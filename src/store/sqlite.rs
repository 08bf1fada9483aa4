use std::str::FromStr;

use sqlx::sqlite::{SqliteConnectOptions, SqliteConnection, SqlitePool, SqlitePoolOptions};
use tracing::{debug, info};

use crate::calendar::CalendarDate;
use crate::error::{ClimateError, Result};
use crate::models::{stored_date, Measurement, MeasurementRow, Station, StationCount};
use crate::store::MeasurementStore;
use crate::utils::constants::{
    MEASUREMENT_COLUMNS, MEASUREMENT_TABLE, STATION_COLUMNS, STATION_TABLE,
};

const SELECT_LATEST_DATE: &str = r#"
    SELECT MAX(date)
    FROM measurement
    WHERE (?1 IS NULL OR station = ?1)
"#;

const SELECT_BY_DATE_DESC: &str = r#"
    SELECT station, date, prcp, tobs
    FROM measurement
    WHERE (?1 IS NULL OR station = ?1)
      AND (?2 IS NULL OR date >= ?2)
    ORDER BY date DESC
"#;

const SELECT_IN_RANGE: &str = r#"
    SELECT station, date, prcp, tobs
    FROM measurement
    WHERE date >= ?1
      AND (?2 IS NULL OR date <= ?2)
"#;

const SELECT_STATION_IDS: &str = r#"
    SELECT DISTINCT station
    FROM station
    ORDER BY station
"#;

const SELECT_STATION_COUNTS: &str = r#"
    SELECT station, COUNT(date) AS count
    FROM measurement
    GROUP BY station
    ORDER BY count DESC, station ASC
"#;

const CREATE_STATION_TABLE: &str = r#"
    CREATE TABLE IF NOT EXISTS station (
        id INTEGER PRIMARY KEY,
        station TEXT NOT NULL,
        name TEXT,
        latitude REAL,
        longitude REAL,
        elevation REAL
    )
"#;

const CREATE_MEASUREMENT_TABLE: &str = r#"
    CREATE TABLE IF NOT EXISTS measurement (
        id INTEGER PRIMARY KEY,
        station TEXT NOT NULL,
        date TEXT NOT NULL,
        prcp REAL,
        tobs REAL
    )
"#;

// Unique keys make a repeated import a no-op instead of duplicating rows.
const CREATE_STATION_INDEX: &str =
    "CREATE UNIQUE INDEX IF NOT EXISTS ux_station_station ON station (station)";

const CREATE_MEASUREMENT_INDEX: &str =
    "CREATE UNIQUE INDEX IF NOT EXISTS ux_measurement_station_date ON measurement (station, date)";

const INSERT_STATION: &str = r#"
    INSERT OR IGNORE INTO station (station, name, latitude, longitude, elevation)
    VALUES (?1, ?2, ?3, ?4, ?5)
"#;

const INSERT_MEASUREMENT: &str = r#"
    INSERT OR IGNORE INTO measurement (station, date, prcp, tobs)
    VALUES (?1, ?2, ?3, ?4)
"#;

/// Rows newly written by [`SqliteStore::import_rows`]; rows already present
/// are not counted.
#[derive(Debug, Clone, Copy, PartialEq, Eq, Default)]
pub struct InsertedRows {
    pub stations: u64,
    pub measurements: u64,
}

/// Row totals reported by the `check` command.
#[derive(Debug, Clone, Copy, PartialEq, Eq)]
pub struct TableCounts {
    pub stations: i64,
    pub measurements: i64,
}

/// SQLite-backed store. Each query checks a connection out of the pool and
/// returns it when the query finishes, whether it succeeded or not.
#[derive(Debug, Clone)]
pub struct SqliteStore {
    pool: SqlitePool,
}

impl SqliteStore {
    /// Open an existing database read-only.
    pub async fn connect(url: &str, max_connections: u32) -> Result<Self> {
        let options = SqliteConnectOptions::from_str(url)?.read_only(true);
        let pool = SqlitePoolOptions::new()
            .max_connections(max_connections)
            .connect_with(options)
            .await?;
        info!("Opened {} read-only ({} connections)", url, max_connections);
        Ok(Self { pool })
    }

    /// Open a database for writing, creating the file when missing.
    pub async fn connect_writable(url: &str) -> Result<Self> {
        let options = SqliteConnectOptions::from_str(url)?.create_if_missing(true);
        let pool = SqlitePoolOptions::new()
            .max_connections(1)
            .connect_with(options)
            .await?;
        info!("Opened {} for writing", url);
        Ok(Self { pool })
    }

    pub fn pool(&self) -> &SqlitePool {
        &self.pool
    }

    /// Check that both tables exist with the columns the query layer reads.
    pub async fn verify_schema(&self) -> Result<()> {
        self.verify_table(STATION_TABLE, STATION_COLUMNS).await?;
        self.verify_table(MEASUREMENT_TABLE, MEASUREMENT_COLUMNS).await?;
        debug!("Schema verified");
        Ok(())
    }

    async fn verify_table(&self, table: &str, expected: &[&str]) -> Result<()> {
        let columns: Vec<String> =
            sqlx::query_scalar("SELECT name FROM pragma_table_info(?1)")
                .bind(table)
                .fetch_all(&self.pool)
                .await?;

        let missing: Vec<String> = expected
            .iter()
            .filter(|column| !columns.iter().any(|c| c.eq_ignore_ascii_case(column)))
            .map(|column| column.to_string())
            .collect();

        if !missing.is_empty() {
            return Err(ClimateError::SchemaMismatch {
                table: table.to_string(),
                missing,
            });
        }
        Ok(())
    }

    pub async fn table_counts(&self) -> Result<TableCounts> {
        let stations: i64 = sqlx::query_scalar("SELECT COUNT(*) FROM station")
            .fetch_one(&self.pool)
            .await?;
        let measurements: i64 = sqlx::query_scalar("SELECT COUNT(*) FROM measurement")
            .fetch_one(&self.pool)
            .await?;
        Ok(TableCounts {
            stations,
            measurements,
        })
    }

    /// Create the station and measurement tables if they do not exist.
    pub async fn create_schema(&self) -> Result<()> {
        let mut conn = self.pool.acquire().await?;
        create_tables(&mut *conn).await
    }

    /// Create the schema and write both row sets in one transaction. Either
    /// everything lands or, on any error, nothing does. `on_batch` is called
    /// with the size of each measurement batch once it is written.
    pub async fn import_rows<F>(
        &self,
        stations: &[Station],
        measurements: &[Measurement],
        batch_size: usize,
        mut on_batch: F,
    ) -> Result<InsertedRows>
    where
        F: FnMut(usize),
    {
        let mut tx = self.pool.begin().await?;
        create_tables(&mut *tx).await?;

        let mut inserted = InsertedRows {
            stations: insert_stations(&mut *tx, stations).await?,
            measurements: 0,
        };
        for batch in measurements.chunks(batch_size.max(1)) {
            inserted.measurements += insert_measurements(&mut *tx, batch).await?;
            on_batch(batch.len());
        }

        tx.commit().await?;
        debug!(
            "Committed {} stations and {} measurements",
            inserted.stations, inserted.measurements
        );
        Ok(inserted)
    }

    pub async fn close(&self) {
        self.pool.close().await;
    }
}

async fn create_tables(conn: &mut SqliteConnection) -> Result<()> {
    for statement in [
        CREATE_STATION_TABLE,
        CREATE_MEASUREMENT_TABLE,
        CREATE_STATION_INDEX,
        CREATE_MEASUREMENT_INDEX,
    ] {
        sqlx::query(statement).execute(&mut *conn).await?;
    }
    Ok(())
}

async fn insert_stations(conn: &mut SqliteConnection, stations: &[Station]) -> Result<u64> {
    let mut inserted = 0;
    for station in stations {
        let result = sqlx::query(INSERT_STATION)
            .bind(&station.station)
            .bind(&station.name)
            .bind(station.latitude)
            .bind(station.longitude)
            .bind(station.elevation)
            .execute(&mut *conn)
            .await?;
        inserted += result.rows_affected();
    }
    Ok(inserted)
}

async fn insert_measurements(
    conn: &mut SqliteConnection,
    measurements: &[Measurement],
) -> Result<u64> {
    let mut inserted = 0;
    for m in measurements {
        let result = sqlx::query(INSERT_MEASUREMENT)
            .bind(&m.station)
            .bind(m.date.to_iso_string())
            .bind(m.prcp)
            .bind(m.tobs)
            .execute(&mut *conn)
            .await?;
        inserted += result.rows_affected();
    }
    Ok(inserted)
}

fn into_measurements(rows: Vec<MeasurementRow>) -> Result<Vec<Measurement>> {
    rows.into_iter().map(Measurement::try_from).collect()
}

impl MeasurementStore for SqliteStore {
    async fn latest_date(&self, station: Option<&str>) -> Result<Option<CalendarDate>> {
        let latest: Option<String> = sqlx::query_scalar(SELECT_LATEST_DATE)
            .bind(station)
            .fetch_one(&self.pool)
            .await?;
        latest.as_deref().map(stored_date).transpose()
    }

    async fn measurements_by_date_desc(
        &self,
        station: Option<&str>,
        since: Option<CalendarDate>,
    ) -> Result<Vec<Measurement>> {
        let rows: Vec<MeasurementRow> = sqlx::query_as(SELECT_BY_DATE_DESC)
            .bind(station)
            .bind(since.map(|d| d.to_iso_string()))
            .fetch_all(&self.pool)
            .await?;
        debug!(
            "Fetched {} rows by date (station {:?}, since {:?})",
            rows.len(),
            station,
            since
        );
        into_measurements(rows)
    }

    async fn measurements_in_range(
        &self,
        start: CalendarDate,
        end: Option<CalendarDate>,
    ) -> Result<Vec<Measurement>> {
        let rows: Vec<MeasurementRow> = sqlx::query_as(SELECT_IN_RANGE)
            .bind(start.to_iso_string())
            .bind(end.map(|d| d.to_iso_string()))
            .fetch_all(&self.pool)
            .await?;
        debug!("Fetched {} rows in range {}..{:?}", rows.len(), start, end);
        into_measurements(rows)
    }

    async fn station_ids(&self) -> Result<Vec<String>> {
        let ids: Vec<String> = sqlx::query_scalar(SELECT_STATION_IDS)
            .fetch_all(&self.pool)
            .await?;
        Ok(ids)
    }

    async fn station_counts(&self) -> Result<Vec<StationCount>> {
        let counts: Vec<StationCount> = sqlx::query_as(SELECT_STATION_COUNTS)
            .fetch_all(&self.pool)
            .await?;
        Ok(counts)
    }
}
* * * * *
What is needed. Your task is to copy every line of the entries that contains the string "impl".

Solution to this exercise.
impl SqliteStore {
impl MeasurementStore for SqliteStore {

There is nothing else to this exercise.